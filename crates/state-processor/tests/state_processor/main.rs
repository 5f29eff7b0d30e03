//! Integration tests for block processing.

mod apply_transaction;
mod end_to_end;
mod gas;
mod hardforks;
mod receipts;
mod withdrawals;

use std::sync::Arc;

use alloy_consensus::BlockBody;
use alloy_hardforks::{EthereumHardfork, ForkCondition};
use alloy_primitives::{address, Address, B256, U256};
use state_processor::{
    test_utils::{MemoryChain, MemoryState, TestConsensus, TestEngineFactory, TxFactory},
    Block, BlockProcessError, ChainSpec, ExecutionConfig, Header, ProcessOutcome, StateProcessor,
    Transaction,
};

pub(crate) const CHAIN_ID: u64 = 56;
pub(crate) const GAS_LIMIT: u64 = 30_000_000;
pub(crate) const BLOCK_TIME: u64 = 12;

pub(crate) const COINBASE: Address = address!("0x00000000000000000000000000000000000c0ffe");
pub(crate) const RECIPIENT: Address = address!("0x000000000000000000000000000000000000beef");
pub(crate) const REVERTER: Address = address!("0x00000000000000000000000000000000000000de");
pub(crate) const EMITTER: Address = address!("0x00000000000000000000000000000000000000ee");
pub(crate) const SYSTEM_CONTRACT: Address = address!("0x0000000000000000000000000000000000001000");

/// Key of the funded default sender.
pub(crate) const SENDER: u8 = 1;
/// Key of the validator signing system transactions.
pub(crate) const VALIDATOR: u8 = 2;

pub(crate) type Processor = StateProcessor<TestEngineFactory, MemoryChain, TestConsensus>;

/// Every Ethereum fork through Cancun, active from genesis.
pub(crate) fn cancun() -> ChainSpec {
    ChainSpec::cancun(CHAIN_ID)
}

/// Homestead and Spurious Dragon only.
pub(crate) fn pre_byzantium() -> ChainSpec {
    ChainSpec::new(CHAIN_ID)
        .with_fork(EthereumHardfork::Frontier, ForkCondition::Block(0))
        .with_fork(EthereumHardfork::Homestead, ForkCondition::Block(0))
        .with_fork(EthereumHardfork::Tangerine, ForkCondition::Block(0))
        .with_fork(EthereumHardfork::SpuriousDragon, ForkCondition::Block(0))
}

pub(crate) fn one_ether() -> U256 {
    U256::from(10).pow(U256::from(18))
}

pub(crate) fn block(header: Header, transactions: Vec<Transaction>) -> Block {
    Block { header, body: BlockBody { transactions, ommers: vec![], withdrawals: None } }
}

/// A processor on top of a genesis block, with a funded [`SENDER`].
pub(crate) struct Harness {
    pub(crate) processor: Processor,
    pub(crate) parent: B256,
    pub(crate) txs: TxFactory,
    pub(crate) state: MemoryState,
}

impl Harness {
    pub(crate) fn new(spec: ChainSpec) -> Self {
        Self::with(spec, TestEngineFactory::default(), TestConsensus::default())
    }

    pub(crate) fn with(
        spec: ChainSpec,
        factory: TestEngineFactory,
        consensus: TestConsensus,
    ) -> Self {
        let genesis = Header { gas_limit: GAS_LIMIT, ..Default::default() };
        let (chain, parent) = MemoryChain::with_genesis(genesis);
        let txs = TxFactory::new(CHAIN_ID);
        let state = MemoryState::default().with_balance(txs.address(SENDER), one_ether());
        Self {
            processor: StateProcessor::new(Arc::new(spec), chain, consensus, factory),
            parent,
            txs,
            state,
        }
    }

    pub(crate) fn sender(&self) -> Address {
        self.txs.address(SENDER)
    }

    /// Header of block 1 on top of genesis.
    pub(crate) fn header(&self) -> Header {
        Header {
            parent_hash: self.parent,
            number: 1,
            timestamp: BLOCK_TIME,
            gas_limit: GAS_LIMIT,
            beneficiary: COINBASE,
            base_fee_per_gas: Some(1),
            ..Default::default()
        }
    }

    pub(crate) fn block(&self, transactions: Vec<Transaction>) -> Block {
        block(self.header(), transactions)
    }

    pub(crate) fn process(&mut self, block: &Block) -> Result<ProcessOutcome, BlockProcessError> {
        self.processor.process(block, &mut self.state, &ExecutionConfig::default())
    }
}
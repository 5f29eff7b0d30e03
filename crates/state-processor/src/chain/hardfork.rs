use alloy_hardforks::hardfork;

hardfork! {
    /// The name of PoSA (Parlia-family) hardforks. It is expected to mix with
    /// [`alloy_hardforks::EthereumHardfork`].
    #[derive(serde::Serialize, serde::Deserialize)]
    ParliaHardfork {
        /// Validator-set and slashing contract rollout.
        Ramanujan,
        /// Cross-chain contract upgrade.
        Niels,
        /// Mirror and sync of BEP-20 tokens.
        MirrorSync,
        /// Token burn contract upgrade.
        Bruno,
        /// Validator-set size increase.
        Euler,
        /// Emergency cross-chain pause.
        Nano,
        /// Cross-chain security hardening.
        Moran,
        /// Cross-chain package verification fix.
        Gibbs,
        /// Fast-finality groundwork.
        Planck,
        /// BLS vote addresses in headers.
        Luban,
        /// Fast finality.
        Plato,
        /// Berlin and London alignment.
        Hertz,
        /// Follow-up fix for Hertz.
        HertzFix,
        /// Shanghai alignment.
        Kepler,
        /// Native staking; system-contract upgrades move into block finalization.
        Feynman,
        /// Follow-up fix for Feynman.
        FeynmanFix,
        /// Cancun alignment.
        Haber,
        /// Follow-up fix for Haber.
        HaberFix,
        /// Shorter block interval.
        Bohr,
    }
}

hardfork! {
    /// EIPs a genesis config may schedule apart from the hardfork that bundles them. A gate that
    /// is not configured follows [`alloy_hardforks::EthereumHardfork::SpuriousDragon`].
    #[derive(serde::Serialize, serde::Deserialize)]
    EipGate {
        /// Replay-protected signatures.
        Eip155,
        /// Empty-account clearing.
        Eip158,
    }
}
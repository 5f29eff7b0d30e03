//! Block-level state transition for an EVM execution client.
//!
//! Given a parent state and a candidate block, the [`StateProcessor`] resolves the active fork
//! [`Rules`], applies one-shot hard-fork mutations, injects the beacon-root system call, runs
//! every transaction through the external [`ExecutionEngine`] under a shared [`GasPool`], builds
//! fork-dependent [`Receipt`]s and hands the result to the [`ConsensusEngine`] finalizer.
#![cfg_attr(not(test), warn(unused_crate_dependencies))]
#![cfg_attr(docsrs, feature(doc_cfg, doc_auto_cfg))]

pub mod constants;

mod chain;
pub use chain::*;

mod consensus;
pub use consensus::*;

mod engine;
pub use engine::*;

mod error;
pub use error::*;

mod gas_pool;
pub use gas_pool::*;

mod message;
pub use message::*;

mod processor;
pub use processor::*;

mod receipt;
pub use receipt::*;

mod state;
pub use state::*;

mod system;
pub use system::*;

#[cfg(any(test, feature = "test-utils"))]
pub mod test_utils;

mod types;
pub use types::*;
use alloy_primitives::{Bytes, LogData, B256, U256};
use state_processor::{
    test_utils::{Behavior, TestConsensus, TestEngineFactory},
    BlockProcessError, ExecutionConfig, GasPoolError,
};

use crate::{cancun, Harness, EMITTER, RECIPIENT, REVERTER, SENDER};

fn mixed_harness() -> Harness {
    let factory = TestEngineFactory::default()
        .with_behavior(REVERTER, Behavior::Revert { gas_used: 30_000 })
        .with_behavior(
            EMITTER,
            Behavior::Emit {
                gas_used: 45_000,
                logs: vec![LogData::new_unchecked(vec![B256::with_last_byte(1)], Bytes::new())],
            },
        );
    Harness::with(cancun(), factory, TestConsensus::default())
}

#[test]
fn test_cumulative_gas_is_running_prefix_sum() {
    let mut h = mixed_harness();
    let block = h.block(vec![
        h.txs.legacy(SENDER, 0, Some(EMITTER), U256::ZERO, 60_000),
        h.txs.eip1559(SENDER, 1, Some(RECIPIENT), U256::from(7), 21_000),
        h.txs.legacy(SENDER, 2, Some(REVERTER), U256::ZERO, 60_000),
        h.txs.legacy(SENDER, 3, Some(EMITTER), U256::ZERO, 60_000),
    ]);

    let outcome = h.process(&block).unwrap();

    let mut running = 0;
    for receipt in &outcome.receipts {
        running += receipt.gas_used;
        assert_eq!(receipt.cumulative_gas_used, running);
    }
    assert_eq!(outcome.gas_used, running);
    assert_eq!(outcome.gas_used, 45_000 + 21_000 + 30_000 + 45_000);
}

#[test]
fn test_block_gas_limit_exceeded() {
    let mut h = mixed_harness();
    let mut header = h.header();
    header.gas_limit = 50_000;
    let block = crate::block(
        header,
        vec![
            h.txs.legacy(SENDER, 0, Some(RECIPIENT), U256::ZERO, 21_000),
            h.txs.legacy(SENDER, 1, Some(RECIPIENT), U256::ZERO, 40_000),
        ],
    );
    let second = *block.body.transactions[1].tx_hash();

    let err = h.process(&block).unwrap_err();
    match err {
        BlockProcessError::GasExceeded { index, hash, source } => {
            assert_eq!(index, 1);
            assert_eq!(hash, second);
            assert_eq!(source, GasPoolError { available: 29_000, requested: 40_000 });
        }
        other => panic!("unexpected error: {other}"),
    }
    assert!(h.processor.consensus().records().is_empty());
}

#[test]
fn test_unused_gas_returns_to_pool() {
    let mut h = mixed_harness();
    let mut header = h.header();
    header.gas_limit = 120_000;
    // each reverting call reserves 60k but only burns 30k
    let block = crate::block(
        header,
        vec![
            h.txs.legacy(SENDER, 0, Some(REVERTER), U256::ZERO, 60_000),
            h.txs.legacy(SENDER, 1, Some(REVERTER), U256::ZERO, 60_000),
            h.txs.legacy(SENDER, 2, Some(REVERTER), U256::ZERO, 60_000),
        ],
    );

    let outcome = h.process(&block).unwrap();
    assert_eq!(outcome.gas_used, 90_000);
}

#[test]
fn test_processing_is_deterministic() {
    let h = mixed_harness();
    let block = h.block(vec![
        h.txs.legacy(SENDER, 0, Some(EMITTER), U256::ZERO, 60_000),
        h.txs.legacy(SENDER, 1, Some(REVERTER), U256::ZERO, 60_000),
        h.txs.legacy(SENDER, 2, Some(RECIPIENT), U256::from(3), 21_000),
    ]);
    let config = ExecutionConfig::default();

    let mut first = h.state.clone();
    let mut second = h.state.clone();
    let a = h.processor.process(&block, &mut first, &config).unwrap();
    let b = h.processor.process(&block, &mut second, &config).unwrap();

    assert_eq!(a, b);
    assert_eq!(first.root(), second.root());
    // the second run drew the engine of the first from the pool
    assert_eq!(h.processor.engines().factory().created(), 1);
}
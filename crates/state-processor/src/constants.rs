//! Protocol constants used by the block processor.
//!
//! Most values are re-exported from `alloy-eips` so that the addresses and gas parameters stay
//! in sync with the rest of the alloy stack.

pub use alloy_eips::{
    eip4788::{BEACON_ROOTS_ADDRESS, SYSTEM_ADDRESS},
    eip4844::DATA_GAS_PER_BLOB,
};

/// Gas allowance of the EIP-4788 beacon-root system call.
pub const BEACON_ROOT_CALL_GAS_LIMIT: u64 = 30_000_000;

/// Expected number of system transactions in a PoSA block (validator set and system reward).
pub const EXPECTED_SYSTEM_TXS: usize = 2;

/// Tracing target shared by every log line of this crate.
pub const LOG_TARGET: &str = "state_processor";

------------------------

** Directions **
From the line that contains "of this crate." through the final line of the entries above, every line must be reproduced exactly and nothing more.

** Answer **
/// Tracing target shared by every log line of this crate.
pub const LOG_TARGET: &str = "state_processor";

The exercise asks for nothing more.